## EXERCISE
Scan the listing below and copy each line holding the word "PathBuf".

□ □ □

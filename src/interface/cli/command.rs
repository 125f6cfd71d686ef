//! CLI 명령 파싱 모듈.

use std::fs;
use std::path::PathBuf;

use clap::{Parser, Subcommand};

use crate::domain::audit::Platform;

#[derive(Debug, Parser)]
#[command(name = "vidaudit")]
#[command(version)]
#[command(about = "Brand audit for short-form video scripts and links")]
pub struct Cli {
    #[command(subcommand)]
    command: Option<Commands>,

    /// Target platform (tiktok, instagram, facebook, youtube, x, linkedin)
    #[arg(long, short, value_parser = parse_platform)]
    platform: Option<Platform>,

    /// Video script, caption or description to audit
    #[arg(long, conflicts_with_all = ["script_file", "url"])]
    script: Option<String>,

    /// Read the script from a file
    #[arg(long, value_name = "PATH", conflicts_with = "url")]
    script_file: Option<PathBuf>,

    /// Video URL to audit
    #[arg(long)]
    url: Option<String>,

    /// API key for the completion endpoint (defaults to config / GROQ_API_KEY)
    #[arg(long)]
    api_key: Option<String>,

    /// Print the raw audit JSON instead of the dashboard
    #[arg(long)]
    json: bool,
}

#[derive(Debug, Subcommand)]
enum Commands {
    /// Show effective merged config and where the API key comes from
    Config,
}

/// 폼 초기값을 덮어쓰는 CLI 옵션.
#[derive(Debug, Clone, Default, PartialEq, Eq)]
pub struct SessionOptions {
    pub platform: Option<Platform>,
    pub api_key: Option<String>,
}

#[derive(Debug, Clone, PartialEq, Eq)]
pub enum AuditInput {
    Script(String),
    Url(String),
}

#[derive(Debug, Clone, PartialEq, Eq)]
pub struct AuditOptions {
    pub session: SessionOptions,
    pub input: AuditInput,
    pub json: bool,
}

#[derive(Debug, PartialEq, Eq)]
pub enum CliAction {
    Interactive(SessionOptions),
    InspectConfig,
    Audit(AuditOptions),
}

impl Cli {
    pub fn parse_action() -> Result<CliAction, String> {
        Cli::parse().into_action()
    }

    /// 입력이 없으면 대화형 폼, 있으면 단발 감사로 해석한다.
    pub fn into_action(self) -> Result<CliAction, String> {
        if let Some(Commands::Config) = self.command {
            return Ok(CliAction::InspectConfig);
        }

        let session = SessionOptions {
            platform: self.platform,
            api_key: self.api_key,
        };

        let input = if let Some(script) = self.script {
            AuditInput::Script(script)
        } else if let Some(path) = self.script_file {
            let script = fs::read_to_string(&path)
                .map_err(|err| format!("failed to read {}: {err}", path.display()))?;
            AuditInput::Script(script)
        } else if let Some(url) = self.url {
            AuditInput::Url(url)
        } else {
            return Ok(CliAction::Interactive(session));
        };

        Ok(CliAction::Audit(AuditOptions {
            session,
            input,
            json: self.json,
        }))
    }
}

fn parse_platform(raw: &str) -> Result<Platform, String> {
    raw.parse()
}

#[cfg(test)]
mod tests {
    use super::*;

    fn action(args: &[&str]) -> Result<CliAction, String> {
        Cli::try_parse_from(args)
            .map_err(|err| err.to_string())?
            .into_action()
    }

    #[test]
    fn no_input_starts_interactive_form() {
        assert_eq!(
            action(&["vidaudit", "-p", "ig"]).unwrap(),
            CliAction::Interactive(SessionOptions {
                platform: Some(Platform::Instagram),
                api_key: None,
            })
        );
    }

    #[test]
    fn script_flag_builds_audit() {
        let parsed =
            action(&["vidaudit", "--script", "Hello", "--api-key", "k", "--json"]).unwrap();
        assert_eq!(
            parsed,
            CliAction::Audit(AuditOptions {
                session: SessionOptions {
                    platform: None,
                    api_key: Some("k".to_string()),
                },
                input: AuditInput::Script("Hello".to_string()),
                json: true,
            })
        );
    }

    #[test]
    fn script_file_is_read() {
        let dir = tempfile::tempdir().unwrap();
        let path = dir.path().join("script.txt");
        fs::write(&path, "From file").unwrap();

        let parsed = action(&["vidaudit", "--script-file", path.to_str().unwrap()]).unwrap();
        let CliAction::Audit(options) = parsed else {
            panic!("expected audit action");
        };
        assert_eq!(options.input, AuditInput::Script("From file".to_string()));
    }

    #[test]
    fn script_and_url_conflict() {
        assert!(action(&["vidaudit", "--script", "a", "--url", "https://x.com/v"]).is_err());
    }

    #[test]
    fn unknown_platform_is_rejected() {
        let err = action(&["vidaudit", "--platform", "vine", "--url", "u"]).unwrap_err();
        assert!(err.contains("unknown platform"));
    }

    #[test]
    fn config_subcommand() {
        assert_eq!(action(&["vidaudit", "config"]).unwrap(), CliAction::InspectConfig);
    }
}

□ □ □

## EXERCISE RESULT
use std::path::PathBuf;
    script_file: Option<PathBuf>,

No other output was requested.